── Extracted information

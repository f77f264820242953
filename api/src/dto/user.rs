use chrono::{DateTime, Utc};
use kloom_core::domain::entities::{Profile, User, UserId, UserRole};
use kloom_core::services::{CreateUser, UpdateUser};
use serde::{Deserialize, Serialize};
use validator::Validate;

#[derive(Debug, Clone, Serialize, Deserialize, Validate)]
pub struct CreateUserRequest {
    #[validate(email)]
    pub email: String,
    #[validate(length(min = 8, max = 128))]
    pub password: String,
    #[validate(length(max = 100))]
    pub name: Option<String>,
    #[validate(length(max = 20))]
    pub phone: Option<String>,
    pub role: UserRole,
}

impl From<CreateUserRequest> for CreateUser {
    fn from(request: CreateUserRequest) -> Self {
        CreateUser {
            email: request.email,
            password: request.password,
            name: request.name,
            phone: request.phone,
            role: request.role,
        }
    }
}

/// Partial update; the role cannot be changed, so an unknown `role` key is rejected
#[derive(Debug, Clone, Default, Serialize, Deserialize, Validate)]
#[serde(deny_unknown_fields)]
pub struct UpdateUserRequest {
    #[validate(email)]
    pub email: Option<String>,
    #[validate(length(min = 8, max = 128))]
    pub password: Option<String>,
    #[validate(length(max = 100))]
    pub name: Option<String>,
    #[validate(length(max = 20))]
    pub phone: Option<String>,
}

impl From<UpdateUserRequest> for UpdateUser {
    fn from(request: UpdateUserRequest) -> Self {
        UpdateUser {
            email: request.email,
            password: request.password,
            name: request.name,
            phone: request.phone,
        }
    }
}

#[derive(Debug, Clone, Serialize, Deserialize)]
pub struct UserResponse {
    pub id: UserId,
    pub email: String,
    pub name: Option<String>,
    pub phone: Option<String>,
    pub role: UserRole,
    pub is_deleted: bool,
    pub created_at: DateTime<Utc>,
    pub profile: Option<Profile>,
}

impl From<User> for UserResponse {
    fn from(user: User) -> Self {
        UserResponse {
            id: user.id,
            is_deleted: user.is_deleted(),
            email: user.email,
            name: user.name,
            phone: user.phone,
            role: user.role,
            created_at: user.created_at,
            profile: user.profile,
        }
    }
}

────

- Directions:
A single figure is required: the number of lines in the entries above that include the word "password".

- Solution for this problem:
4